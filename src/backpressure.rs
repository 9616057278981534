//! In-flight write limiting for a response sender.
//!
//! A [`WriteGate`] admits one outstanding write per sender and refuses a
//! second one while the first is pending. A write must complete before the
//! next may start, which is what keeps body chunks in emission order.
//!
//! The gate never waits. Callers that want more data in flight must wait for
//! the previous write's completion themselves (the chunked subscriber only
//! requests the next item once its write resolves).

use std::sync::atomic::{AtomicBool, Ordering};
use std::sync::Arc;

use crate::error::{PipelineError, Result};

/// Lock-free single-slot gate for outstanding writes.
#[derive(Debug, Clone, Default)]
pub struct WriteGate {
    busy: Arc<AtomicBool>,
}

impl WriteGate {
    pub fn new() -> Self {
        Self::default()
    }

    /// True while a write holds the slot.
    #[inline]
    pub fn is_saturated(&self) -> bool {
        self.busy.load(Ordering::Acquire)
    }

    /// Take the slot, or fail with [`PipelineError::WriteInProgress`].
    ///
    /// The slot is released when the returned permit is dropped.
    pub fn try_acquire(&self) -> Result<WritePermit> {
        if self.busy.swap(true, Ordering::AcqRel) {
            return Err(PipelineError::WriteInProgress);
        }
        Ok(WritePermit {
            busy: self.busy.clone(),
        })
    }
}

/// Slot held for the duration of one write.
#[derive(Debug)]
pub struct WritePermit {
    busy: Arc<AtomicBool>,
}

impl Drop for WritePermit {
    fn drop(&mut self) {
        self.busy.store(false, Ordering::Release);
    }
}

#[cfg(test)]
mod tests {
    use super::*;

    #[test]
    fn test_gate_allows_one() {
        let gate = WriteGate::new();
        assert!(!gate.is_saturated());

        let permit = gate.try_acquire().unwrap();
        assert!(gate.is_saturated());
        assert!(matches!(
            gate.try_acquire(),
            Err(PipelineError::WriteInProgress)
        ));

        drop(permit);
        assert!(!gate.is_saturated());
        assert!(gate.try_acquire().is_ok());
    }

    #[test]
    fn test_clone_shares_state() {
        let gate = WriteGate::new();
        let other = gate.clone();

        let _permit = gate.try_acquire().unwrap();
        assert!(other.is_saturated());
        assert!(other.try_acquire().is_err());
    }
}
__________
What is needed
Write out exactly the lines from the one containing "#[derive(Debug, Clone, Default)]" through the end of the data, both included. Add nothing else.

Problem solution
#[derive(Debug, Clone, Default)]
pub struct WriteGate {
    busy: Arc<AtomicBool>,
}

impl WriteGate {
    pub fn new() -> Self {
        Self::default()
    }

    /// True while a write holds the slot.
    #[inline]
    pub fn is_saturated(&self) -> bool {
        self.busy.load(Ordering::Acquire)
    }

    /// Take the slot, or fail with [`PipelineError::WriteInProgress`].
    ///
    /// The slot is released when the returned permit is dropped.
    pub fn try_acquire(&self) -> Result<WritePermit> {
        if self.busy.swap(true, Ordering::AcqRel) {
            return Err(PipelineError::WriteInProgress);
        }
        Ok(WritePermit {
            busy: self.busy.clone(),
        })
    }
}

/// Slot held for the duration of one write.
#[derive(Debug)]
pub struct WritePermit {
    busy: Arc<AtomicBool>,
}

impl Drop for WritePermit {
    fn drop(&mut self) {
        self.busy.store(false, Ordering::Release);
    }
}

#[cfg(test)]
mod tests {
    use super::*;

    #[test]
    fn test_gate_allows_one() {
        let gate = WriteGate::new();
        assert!(!gate.is_saturated());

        let permit = gate.try_acquire().unwrap();
        assert!(gate.is_saturated());
        assert!(matches!(
            gate.try_acquire(),
            Err(PipelineError::WriteInProgress)
        ));

        drop(permit);
        assert!(!gate.is_saturated());
        assert!(gate.try_acquire().is_ok());
    }

    #[test]
    fn test_clone_shares_state() {
        let gate = WriteGate::new();
        let other = gate.clone();

        let _permit = gate.try_acquire().unwrap();
        assert!(other.is_saturated());
        assert!(other.try_acquire().is_err());
    }
}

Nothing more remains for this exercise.